Step three: the second move, if they push back
Most companies will come up partway. If you ask for $215K against $195K, they often counter with $205K. Two responses depending on what you want:
- Accept gracefully.“That works — appreciate you working with me on this. Looking forward to joining.”
- One more push, on a different lever.“Thanks, that's closer. Could you also increase the signing bonus to $20K? I'd be ready to sign immediately if so.” The signing bonus comes out of a different budget line; recruiters often have more room there than on base.
Step four: the close
Once both sides agree on the new number, request the updated offer letter in writing before signing. The verbal “sure, we'll bring it to $205K” needs to become a document. Sign nothing without it.

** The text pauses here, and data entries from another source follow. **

//! Normalization of Place Details responses into the flat record written to
//! the output dataset.

use serde::{Deserialize, Serialize};

use crate::types::RawPlaceDetail;

/// A normalized place ready for the output dataset.
///
/// Field order is the serialized key order. Absent scalars serialize as
/// `null`; they are never dropped from the object.
#[derive(Debug, Clone, PartialEq, Serialize, Deserialize)]
pub struct PlaceDetail {
    pub name: Option<String>,
    pub address: Option<String>,
    pub coordinates: Coordinates,
    pub rating: Option<f64>,
    pub total_ratings: Option<u32>,
    pub price_level: Option<u8>,
    pub phone_number: Option<String>,
    pub website: Option<String>,
    /// Weekly hours, one line per day. `None` when the provider omits them.
    pub opening_hours: Option<Vec<String>>,
    pub place_id: String,
    pub types: Vec<String>,
    pub features: Features,
}

#[derive(Debug, Clone, Copy, Default, PartialEq, Serialize, Deserialize)]
pub struct Coordinates {
    pub lat: Option<f64>,
    pub lng: Option<f64>,
}

#[allow(clippy::struct_excessive_bools)]
#[derive(Debug, Clone, Copy, Default, PartialEq, Eq, Serialize, Deserialize)]
pub struct Features {
    pub wheelchair_accessible: bool,
    pub serves_vegetarian: bool,
    pub delivery: bool,
    pub dine_in: bool,
    pub takeout: bool,
}

/// Converts a raw Place Details `result` into a [`PlaceDetail`].
///
/// `place_id` is the identifier the details were requested for; the field
/// mask does not ask the provider to echo it back.
#[must_use]
pub fn normalize_place(place_id: &str, raw: RawPlaceDetail) -> PlaceDetail {
    let location = raw.geometry.and_then(|g| g.location).unwrap_or_default();

    PlaceDetail {
        name: raw.name,
        address: raw.formatted_address,
        coordinates: Coordinates {
            lat: location.lat,
            lng: location.lng,
        },
        rating: raw.rating,
        total_ratings: raw.user_ratings_total,
        price_level: raw.price_level,
        phone_number: raw.formatted_phone_number,
        website: raw.website,
        opening_hours: raw.opening_hours.and_then(|h| h.weekday_text),
        place_id: place_id.to_owned(),
        types: raw.types.unwrap_or_default(),
        features: Features {
            wheelchair_accessible: raw.wheelchair_accessible_entrance.unwrap_or(false),
            serves_vegetarian: raw.serves_vegetarian_food.unwrap_or(false),
            delivery: raw.delivery.unwrap_or(false),
            dine_in: raw.dine_in.unwrap_or(false),
            takeout: raw.takeout.unwrap_or(false),
        },
    }
}
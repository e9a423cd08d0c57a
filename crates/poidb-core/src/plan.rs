//! Search plan: the ordered areas and place categories covered by one run.

use std::collections::HashSet;
use std::path::Path;

use serde::{Deserialize, Serialize};

use crate::ConfigError;

/// Categories searched when the plan does not list its own.
pub const DEFAULT_CATEGORIES: [&str; 3] = ["restaurant", "cafe", "meal_takeaway"];

/// A named search center.
#[derive(Debug, Clone, PartialEq, Serialize, Deserialize)]
pub struct Area {
    pub name: String,
    #[serde(rename = "lat")]
    pub latitude: f64,
    #[serde(rename = "lng")]
    pub longitude: f64,
}

impl Area {
    #[must_use]
    pub fn new(name: &str, latitude: f64, longitude: f64) -> Self {
        Self {
            name: name.to_owned(),
            latitude,
            longitude,
        }
    }
}

#[derive(Debug, Clone, PartialEq, Serialize, Deserialize)]
pub struct SearchPlan {
    pub areas: Vec<Area>,
    #[serde(default = "default_categories")]
    pub categories: Vec<String>,
}

fn default_categories() -> Vec<String> {
    DEFAULT_CATEGORIES.iter().map(|&c| c.to_owned()).collect()
}

impl Default for SearchPlan {
    /// Downtown Pittsburgh with the default categories.
    fn default() -> Self {
        Self {
            areas: vec![Area::new("Downtown", 40.4406, -79.9959)],
            categories: default_categories(),
        }
    }
}

impl SearchPlan {
    /// Returns the plan restricted to the area named `name` (case-insensitive),
    /// or `None` if the plan has no such area.
    #[must_use]
    pub fn only_area(&self, name: &str) -> Option<Self> {
        let wanted = name.to_lowercase();
        let area = self
            .areas
            .iter()
            .find(|a| a.name.to_lowercase() == wanted)?;
        Some(Self {
            areas: vec![area.clone()],
            categories: self.categories.clone(),
        })
    }
}

/// Load and validate a search plan from a YAML file.
///
/// # Errors
///
/// Returns `ConfigError` if the file cannot be read, parsed, or fails validation.
pub fn load_plan(path: &Path) -> Result<SearchPlan, ConfigError> {
    let content = std::fs::read_to_string(path).map_err(|e| ConfigError::PlanFileIo {
        path: path.display().to_string(),
        source: e,
    })?;

    parse_plan(&content)
}

fn parse_plan(content: &str) -> Result<SearchPlan, ConfigError> {
    let plan: SearchPlan = serde_yaml::from_str(content).map_err(ConfigError::PlanFileParse)?;
    validate_plan(&plan)?;
    Ok(plan)
}

fn validate_plan(plan: &SearchPlan) -> Result<(), ConfigError> {
    if plan.areas.is_empty() {
        return Err(ConfigError::Validation(
            "search plan must list at least one area".to_string(),
        ));
    }

    let mut seen_names = HashSet::new();
    for area in &plan.areas {
        if area.name.trim().is_empty() {
            return Err(ConfigError::Validation(
                "area name must be non-empty".to_string(),
            ));
        }

        if !(-90.0..=90.0).contains(&area.latitude) {
            return Err(ConfigError::Validation(format!(
                "area '{}' has latitude {} outside [-90, 90]",
                area.name, area.latitude
            )));
        }

        if !(-180.0..=180.0).contains(&area.longitude) {
            return Err(ConfigError::Validation(format!(
                "area '{}' has longitude {} outside [-180, 180]",
                area.name, area.longitude
            )));
        }

        if !seen_names.insert(area.name.to_lowercase()) {
            return Err(ConfigError::Validation(format!(
                "duplicate area name: '{}'",
                area.name
            )));
        }
    }

    if plan.categories.is_empty() {
        return Err(ConfigError::Validation(
            "search plan must list at least one category".to_string(),
        ));
    }

    let mut seen_categories = HashSet::new();
    for category in &plan.categories {
        if category.trim().is_empty() {
            return Err(ConfigError::Validation(
                "category must be non-empty".to_string(),
            ));
        }
        if !seen_categories.insert(category.as_str()) {
            return Err(ConfigError::Validation(format!(
                "duplicate category: '{category}'"
            )));
        }
    }

    Ok(())
}
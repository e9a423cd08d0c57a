//! Place Details lookups behind a shared concurrency gate.

use tokio::sync::Semaphore;

use crate::api::PlacesApi;
use crate::error::PlacesError;
use crate::normalize::{normalize_place, PlaceDetail};
use crate::types::ApiStatus;

/// Result of one details lookup.
#[derive(Debug)]
pub enum DetailOutcome {
    Found(Box<PlaceDetail>),
    /// The provider answered `ZERO_RESULTS`.
    NotFound,
    Failed(DetailFailure),
}

#[derive(Debug)]
pub enum DetailFailure {
    /// The provider answered with a status other than `OK` or `ZERO_RESULTS`.
    Rejected {
        status: String,
        message: Option<String>,
    },
    /// Transport, HTTP status, or body parse failure.
    Request(PlacesError),
    /// The concurrency gate was closed before a permit was granted.
    GateClosed,
}

impl DetailOutcome {
    /// Returns the place for `Found`, `None` for every other outcome.
    #[must_use]
    pub fn into_found(self) -> Option<PlaceDetail> {
        match self {
            Self::Found(place) => Some(*place),
            Self::NotFound | Self::Failed(_) => None,
        }
    }
}

/// Fetches and normalizes the details for `place_id`.
///
/// At most `gate`'s permit count of lookups are in flight at once across
/// every caller sharing the same semaphore. Never returns an error: rejected
/// statuses and request failures are logged once and reported as
/// [`DetailOutcome::Failed`]. Nothing is retried.
pub async fn fetch_place_detail<A>(api: &A, gate: &Semaphore, place_id: &str) -> DetailOutcome
where
    A: PlacesApi + ?Sized,
{
    let response = {
        let Ok(_permit) = gate.acquire().await else {
            tracing::error!(place_id, "detail gate closed; skipping place");
            return DetailOutcome::Failed(DetailFailure::GateClosed);
        };
        api.place_details(place_id).await
    };

    let response = match response {
        Ok(response) => response,
        Err(e) => {
            tracing::error!(place_id, error = %e, "failed to fetch place details");
            return DetailOutcome::Failed(DetailFailure::Request(e));
        }
    };

    match response.status {
        ApiStatus::Ok => {
            let raw = response.result.unwrap_or_default();
            DetailOutcome::Found(Box::new(normalize_place(place_id, raw)))
        }
        ApiStatus::ZeroResults => DetailOutcome::NotFound,
        ApiStatus::Other(status) => {
            tracing::error!(
                place_id,
                %status,
                error_message = response.error_message.as_deref().unwrap_or(""),
                "place details rejected by provider"
            );
            DetailOutcome::Failed(DetailFailure::Rejected {
                status,
                message: response.error_message,
            })
        }
    }
}
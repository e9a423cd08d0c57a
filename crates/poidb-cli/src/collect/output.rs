use std::path::Path;

use anyhow::Context;
use poidb_places::PlaceDetail;

/// Writes `places` as a pretty-printed JSON array, replacing any existing
/// file. Non-ASCII text is written as-is.
///
/// # Errors
///
/// Returns an error if the parent directory cannot be created or the file
/// cannot be written.
pub(crate) fn write_places_json(path: &Path, places: &[PlaceDetail]) -> anyhow::Result<()> {
    if let Some(parent) = path.parent().filter(|p| !p.as_os_str().is_empty()) {
        std::fs::create_dir_all(parent)
            .with_context(|| format!("failed to create directory {}", parent.display()))?;
    }

    let json = serde_json::to_string_pretty(places).context("failed to serialize places")?;
    std::fs::write(path, json).with_context(|| format!("failed to write {}", path.display()))?;

    Ok(())
}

Then sign promptly. The recruiter has been working with you for weeks; don't leave the close hanging once you've agreed.
The thing to never, ever do
Don't cite a competing offer you don't have in writing. The recruiter will ask to see it. Half the time they'll ask the other company directly through their network. Getting caught fabricating a counter offer is a guaranteed rescind, and reputational. Worth $0 of upside vs. unbounded downside.
If you have a real competing offer in writing, mention it briefly: “I do have another offer at $220K which I'd need to consider.” That's it. No leveraging tactics, no “they'll match if you do X.” The fact that the other offer exists is the only thing they need to know.
What if they say no?
About 30% of the time, the company sticks to the original number. You then choose: accept at the original number, or walk. Don't bluff; if you say “then I'm withdrawing,” be ready to mean it.
The most common outcome is acceptance at the original number. That's fine — the negotiation cost you 30 minutes of effort and you established that you know your worth. The next negotiation will land harder for it.